Go through the records that follow and tally the lines with "Send" in them; answer with the number alone.

▶ _Saved entries_

=== Begin Enclosure ===

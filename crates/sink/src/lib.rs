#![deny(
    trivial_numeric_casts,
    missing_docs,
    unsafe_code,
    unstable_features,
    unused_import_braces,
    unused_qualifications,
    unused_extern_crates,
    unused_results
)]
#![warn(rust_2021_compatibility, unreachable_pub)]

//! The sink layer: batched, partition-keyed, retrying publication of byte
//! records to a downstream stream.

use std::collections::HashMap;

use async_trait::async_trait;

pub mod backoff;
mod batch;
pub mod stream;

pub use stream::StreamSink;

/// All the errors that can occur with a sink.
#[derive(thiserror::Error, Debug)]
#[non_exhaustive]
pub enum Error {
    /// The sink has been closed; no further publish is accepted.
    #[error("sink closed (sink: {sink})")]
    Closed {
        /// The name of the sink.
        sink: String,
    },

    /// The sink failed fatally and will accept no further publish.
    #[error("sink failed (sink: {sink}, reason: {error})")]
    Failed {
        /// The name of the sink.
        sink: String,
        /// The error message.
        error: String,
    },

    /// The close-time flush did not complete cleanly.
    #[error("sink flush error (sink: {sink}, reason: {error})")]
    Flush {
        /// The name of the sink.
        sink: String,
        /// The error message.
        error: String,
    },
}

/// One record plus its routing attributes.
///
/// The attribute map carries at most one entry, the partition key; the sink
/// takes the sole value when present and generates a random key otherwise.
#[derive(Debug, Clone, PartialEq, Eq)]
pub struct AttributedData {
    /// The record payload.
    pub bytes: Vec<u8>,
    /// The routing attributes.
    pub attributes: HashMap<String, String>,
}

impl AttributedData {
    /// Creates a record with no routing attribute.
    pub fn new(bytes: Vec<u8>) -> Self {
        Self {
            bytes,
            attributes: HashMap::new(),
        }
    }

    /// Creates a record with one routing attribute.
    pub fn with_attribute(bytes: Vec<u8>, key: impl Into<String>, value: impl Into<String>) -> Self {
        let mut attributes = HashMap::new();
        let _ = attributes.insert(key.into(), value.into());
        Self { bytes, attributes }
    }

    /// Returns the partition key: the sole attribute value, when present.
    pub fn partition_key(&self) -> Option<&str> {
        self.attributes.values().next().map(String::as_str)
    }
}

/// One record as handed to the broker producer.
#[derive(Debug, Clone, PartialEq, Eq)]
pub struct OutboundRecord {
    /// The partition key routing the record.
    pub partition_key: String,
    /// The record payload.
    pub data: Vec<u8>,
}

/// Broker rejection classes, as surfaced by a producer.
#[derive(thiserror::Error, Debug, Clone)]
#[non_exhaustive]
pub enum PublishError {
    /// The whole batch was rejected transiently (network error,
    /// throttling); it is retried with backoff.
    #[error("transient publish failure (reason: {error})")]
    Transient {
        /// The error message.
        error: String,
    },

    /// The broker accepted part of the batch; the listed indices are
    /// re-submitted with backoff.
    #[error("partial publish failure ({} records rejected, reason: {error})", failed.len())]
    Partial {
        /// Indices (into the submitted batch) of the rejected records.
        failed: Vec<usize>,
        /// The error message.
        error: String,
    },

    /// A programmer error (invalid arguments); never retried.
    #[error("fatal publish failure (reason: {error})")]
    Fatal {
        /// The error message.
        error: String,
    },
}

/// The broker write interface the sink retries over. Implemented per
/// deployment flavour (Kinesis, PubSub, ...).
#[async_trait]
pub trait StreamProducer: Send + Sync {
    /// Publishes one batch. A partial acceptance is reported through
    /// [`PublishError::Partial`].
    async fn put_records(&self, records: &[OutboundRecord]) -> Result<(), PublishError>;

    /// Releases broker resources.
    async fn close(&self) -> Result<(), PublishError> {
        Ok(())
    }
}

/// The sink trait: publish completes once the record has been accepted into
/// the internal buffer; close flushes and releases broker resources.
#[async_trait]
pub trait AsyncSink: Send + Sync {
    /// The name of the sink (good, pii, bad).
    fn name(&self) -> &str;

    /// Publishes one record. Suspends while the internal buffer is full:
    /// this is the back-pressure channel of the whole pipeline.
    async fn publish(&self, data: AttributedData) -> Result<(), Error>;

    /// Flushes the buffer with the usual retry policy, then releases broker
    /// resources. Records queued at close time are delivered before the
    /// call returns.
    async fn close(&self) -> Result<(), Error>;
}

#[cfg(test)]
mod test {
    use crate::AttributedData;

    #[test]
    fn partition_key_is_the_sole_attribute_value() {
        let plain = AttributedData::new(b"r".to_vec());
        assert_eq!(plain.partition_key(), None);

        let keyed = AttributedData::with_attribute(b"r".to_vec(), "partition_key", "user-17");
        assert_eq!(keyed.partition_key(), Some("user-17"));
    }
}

=== End Enclosure ===

▶ _Output of the exercise_
2